EXERCISE GOAL: After counting the lines below that hold the word "normalize", reply with the count and nothing else.

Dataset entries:

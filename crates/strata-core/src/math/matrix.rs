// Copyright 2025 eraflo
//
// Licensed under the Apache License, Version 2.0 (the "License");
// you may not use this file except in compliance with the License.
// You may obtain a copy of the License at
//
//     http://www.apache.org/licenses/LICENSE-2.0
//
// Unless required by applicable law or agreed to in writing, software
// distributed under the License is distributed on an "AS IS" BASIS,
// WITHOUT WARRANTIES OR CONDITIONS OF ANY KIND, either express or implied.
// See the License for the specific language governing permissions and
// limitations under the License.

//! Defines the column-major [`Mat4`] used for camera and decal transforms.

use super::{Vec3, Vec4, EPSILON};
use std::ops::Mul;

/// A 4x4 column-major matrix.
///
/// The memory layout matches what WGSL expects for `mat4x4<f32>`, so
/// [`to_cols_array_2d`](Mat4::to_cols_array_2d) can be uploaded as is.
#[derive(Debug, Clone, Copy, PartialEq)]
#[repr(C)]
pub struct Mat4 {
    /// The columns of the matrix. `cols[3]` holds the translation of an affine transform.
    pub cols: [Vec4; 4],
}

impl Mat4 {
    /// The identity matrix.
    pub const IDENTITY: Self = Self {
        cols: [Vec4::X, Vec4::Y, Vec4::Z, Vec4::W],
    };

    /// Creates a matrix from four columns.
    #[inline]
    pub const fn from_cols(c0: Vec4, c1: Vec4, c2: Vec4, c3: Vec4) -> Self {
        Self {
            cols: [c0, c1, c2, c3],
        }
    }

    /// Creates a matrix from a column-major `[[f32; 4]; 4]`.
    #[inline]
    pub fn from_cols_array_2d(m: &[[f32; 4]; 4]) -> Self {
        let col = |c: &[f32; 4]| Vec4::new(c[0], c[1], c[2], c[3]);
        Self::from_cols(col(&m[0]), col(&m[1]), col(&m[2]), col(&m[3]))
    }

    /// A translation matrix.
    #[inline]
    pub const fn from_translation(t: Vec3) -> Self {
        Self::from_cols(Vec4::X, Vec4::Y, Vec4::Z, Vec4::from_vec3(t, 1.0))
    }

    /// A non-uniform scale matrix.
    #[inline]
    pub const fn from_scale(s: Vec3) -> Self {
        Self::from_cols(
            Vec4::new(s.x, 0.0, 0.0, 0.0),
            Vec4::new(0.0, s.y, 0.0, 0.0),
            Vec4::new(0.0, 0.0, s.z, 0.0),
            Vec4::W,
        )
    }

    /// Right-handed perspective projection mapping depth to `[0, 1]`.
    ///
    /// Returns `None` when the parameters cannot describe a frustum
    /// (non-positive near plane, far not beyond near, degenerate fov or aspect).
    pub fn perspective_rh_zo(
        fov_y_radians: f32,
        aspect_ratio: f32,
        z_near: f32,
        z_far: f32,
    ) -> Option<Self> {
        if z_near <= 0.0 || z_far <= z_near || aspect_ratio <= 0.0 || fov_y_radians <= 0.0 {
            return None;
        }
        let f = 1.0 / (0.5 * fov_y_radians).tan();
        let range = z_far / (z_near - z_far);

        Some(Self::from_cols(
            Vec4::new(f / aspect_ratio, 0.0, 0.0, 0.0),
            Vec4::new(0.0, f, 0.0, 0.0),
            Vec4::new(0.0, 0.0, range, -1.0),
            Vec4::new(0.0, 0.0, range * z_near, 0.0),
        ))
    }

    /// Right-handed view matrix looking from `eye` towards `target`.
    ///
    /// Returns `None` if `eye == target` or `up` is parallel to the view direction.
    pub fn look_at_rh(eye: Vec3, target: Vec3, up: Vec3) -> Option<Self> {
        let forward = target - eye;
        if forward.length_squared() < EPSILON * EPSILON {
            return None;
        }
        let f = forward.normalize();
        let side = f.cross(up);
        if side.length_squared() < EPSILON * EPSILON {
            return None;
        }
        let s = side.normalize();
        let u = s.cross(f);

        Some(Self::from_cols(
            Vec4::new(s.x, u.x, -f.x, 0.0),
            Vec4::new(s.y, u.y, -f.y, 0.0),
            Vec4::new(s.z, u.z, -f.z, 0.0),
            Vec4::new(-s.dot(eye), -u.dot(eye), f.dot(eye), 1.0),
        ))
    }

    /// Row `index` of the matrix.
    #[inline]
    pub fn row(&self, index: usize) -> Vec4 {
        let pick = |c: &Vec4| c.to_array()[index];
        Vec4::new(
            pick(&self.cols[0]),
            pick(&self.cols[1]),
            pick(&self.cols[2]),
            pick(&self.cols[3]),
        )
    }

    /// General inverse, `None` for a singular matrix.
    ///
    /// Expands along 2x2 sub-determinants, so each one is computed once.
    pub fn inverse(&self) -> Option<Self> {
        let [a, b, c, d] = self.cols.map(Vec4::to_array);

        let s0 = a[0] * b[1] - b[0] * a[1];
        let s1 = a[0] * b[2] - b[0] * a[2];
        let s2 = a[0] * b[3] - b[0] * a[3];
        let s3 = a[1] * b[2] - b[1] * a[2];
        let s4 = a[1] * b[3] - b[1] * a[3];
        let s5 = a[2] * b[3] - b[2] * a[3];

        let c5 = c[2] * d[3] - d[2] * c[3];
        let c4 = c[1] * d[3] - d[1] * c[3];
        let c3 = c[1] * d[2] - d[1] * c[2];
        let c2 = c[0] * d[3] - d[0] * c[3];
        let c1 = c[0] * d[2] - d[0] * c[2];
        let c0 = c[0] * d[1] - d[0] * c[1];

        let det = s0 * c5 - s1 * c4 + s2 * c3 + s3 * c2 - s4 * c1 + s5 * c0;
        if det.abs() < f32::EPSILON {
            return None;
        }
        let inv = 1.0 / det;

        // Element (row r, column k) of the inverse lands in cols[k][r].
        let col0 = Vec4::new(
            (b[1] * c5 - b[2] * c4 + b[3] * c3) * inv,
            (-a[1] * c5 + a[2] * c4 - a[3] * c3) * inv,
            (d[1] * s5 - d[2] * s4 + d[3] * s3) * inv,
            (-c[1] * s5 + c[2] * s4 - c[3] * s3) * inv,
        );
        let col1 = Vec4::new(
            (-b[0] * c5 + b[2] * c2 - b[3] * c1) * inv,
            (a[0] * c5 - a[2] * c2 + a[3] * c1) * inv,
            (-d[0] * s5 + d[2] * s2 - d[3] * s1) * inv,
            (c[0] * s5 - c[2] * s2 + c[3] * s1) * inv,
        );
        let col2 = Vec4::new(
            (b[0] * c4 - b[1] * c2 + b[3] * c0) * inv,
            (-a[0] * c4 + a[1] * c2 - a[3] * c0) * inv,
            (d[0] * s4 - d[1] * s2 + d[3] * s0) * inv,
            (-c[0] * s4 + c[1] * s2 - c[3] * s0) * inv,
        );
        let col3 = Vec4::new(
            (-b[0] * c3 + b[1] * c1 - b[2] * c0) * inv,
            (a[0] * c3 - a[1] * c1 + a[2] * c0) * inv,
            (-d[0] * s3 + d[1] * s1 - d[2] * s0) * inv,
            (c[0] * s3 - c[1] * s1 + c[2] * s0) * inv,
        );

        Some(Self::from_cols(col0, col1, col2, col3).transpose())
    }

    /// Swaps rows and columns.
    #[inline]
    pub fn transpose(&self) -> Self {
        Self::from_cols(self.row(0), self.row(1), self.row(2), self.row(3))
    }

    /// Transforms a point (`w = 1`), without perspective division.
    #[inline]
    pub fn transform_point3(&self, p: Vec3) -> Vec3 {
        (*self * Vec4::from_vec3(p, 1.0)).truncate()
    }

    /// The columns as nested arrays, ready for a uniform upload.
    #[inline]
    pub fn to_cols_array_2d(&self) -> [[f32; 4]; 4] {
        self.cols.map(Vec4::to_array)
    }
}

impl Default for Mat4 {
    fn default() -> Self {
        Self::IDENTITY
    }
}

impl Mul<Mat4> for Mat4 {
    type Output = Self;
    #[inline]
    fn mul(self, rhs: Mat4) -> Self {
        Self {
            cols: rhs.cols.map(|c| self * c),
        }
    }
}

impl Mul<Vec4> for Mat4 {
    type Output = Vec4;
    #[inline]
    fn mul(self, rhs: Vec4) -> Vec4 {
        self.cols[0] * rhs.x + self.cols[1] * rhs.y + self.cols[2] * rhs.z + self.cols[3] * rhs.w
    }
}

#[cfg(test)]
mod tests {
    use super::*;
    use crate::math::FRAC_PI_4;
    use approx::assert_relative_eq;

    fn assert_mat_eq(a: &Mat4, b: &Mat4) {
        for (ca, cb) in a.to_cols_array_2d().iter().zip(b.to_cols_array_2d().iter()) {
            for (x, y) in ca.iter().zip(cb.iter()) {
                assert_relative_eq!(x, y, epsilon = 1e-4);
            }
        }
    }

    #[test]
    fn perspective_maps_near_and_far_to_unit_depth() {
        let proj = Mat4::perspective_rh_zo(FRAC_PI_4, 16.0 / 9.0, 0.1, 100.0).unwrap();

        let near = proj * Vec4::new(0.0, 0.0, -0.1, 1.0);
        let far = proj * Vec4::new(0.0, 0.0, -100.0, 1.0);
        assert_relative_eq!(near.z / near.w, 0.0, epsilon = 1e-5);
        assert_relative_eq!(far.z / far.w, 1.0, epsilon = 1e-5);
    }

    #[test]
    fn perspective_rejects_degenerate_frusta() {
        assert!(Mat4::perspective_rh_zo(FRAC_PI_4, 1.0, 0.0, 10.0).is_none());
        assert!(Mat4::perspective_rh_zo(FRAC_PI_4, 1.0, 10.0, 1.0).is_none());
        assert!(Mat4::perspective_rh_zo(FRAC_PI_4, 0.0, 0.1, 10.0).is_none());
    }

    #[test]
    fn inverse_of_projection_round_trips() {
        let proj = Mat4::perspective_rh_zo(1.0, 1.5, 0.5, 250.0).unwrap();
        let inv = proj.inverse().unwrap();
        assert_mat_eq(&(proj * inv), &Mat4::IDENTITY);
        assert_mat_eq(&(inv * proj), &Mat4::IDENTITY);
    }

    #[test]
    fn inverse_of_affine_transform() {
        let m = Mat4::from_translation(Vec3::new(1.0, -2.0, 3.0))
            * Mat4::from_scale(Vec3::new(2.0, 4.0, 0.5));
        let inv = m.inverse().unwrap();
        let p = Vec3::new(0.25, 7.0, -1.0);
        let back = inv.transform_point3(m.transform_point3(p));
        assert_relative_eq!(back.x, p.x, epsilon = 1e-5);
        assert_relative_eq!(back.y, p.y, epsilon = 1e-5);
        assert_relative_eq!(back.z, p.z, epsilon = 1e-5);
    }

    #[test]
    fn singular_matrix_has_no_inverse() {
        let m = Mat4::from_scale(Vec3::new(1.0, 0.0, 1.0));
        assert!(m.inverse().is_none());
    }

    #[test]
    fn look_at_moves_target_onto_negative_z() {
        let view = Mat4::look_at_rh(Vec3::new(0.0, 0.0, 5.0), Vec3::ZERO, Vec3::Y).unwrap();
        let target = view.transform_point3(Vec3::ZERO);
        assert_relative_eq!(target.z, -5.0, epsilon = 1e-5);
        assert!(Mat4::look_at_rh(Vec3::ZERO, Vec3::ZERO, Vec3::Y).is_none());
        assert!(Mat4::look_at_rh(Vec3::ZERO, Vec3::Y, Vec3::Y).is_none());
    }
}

==

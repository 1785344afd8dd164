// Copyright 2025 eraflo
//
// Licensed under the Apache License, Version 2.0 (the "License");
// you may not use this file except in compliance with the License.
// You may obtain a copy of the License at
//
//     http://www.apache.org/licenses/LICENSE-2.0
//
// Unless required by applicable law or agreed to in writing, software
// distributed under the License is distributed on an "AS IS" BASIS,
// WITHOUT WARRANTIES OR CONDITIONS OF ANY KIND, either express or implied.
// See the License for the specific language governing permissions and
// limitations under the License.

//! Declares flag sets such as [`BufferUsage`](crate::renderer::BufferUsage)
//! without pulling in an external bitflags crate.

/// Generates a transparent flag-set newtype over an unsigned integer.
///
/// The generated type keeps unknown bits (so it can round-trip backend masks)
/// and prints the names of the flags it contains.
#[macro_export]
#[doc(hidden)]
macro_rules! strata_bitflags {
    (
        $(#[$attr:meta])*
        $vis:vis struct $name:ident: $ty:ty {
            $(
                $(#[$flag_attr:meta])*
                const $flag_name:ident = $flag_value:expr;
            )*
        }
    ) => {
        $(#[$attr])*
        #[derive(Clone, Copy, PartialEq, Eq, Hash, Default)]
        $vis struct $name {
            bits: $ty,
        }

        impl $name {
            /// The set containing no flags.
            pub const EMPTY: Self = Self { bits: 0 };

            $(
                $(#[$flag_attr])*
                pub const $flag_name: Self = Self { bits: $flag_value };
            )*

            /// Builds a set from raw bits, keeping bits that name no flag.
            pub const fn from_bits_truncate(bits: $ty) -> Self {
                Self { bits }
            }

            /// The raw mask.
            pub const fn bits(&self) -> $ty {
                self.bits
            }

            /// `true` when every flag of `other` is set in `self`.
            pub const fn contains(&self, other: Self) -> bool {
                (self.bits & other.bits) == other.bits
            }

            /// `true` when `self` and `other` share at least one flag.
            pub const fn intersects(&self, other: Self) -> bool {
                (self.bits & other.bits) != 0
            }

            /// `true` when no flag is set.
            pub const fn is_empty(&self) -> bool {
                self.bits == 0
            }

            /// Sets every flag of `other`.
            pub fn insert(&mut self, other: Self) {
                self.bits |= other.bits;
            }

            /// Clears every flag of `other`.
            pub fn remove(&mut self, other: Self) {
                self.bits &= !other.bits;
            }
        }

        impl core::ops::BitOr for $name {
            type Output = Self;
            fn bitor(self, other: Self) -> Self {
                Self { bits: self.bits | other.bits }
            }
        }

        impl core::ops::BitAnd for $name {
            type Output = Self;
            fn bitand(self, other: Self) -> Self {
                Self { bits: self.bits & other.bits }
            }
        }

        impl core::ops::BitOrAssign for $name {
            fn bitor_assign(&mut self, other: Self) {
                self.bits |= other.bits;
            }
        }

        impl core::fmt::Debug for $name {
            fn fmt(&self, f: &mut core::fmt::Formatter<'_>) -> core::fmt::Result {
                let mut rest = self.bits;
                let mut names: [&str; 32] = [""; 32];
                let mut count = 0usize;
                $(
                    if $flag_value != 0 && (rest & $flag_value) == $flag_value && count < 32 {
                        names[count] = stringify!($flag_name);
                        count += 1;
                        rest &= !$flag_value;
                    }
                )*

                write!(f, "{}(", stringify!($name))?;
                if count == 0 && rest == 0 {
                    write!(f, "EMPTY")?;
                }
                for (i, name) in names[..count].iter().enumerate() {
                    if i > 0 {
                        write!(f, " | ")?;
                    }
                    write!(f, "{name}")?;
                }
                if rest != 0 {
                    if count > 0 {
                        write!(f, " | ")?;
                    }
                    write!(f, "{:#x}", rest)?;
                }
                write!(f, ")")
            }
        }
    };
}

REPLY TO THE EXERCISE: 2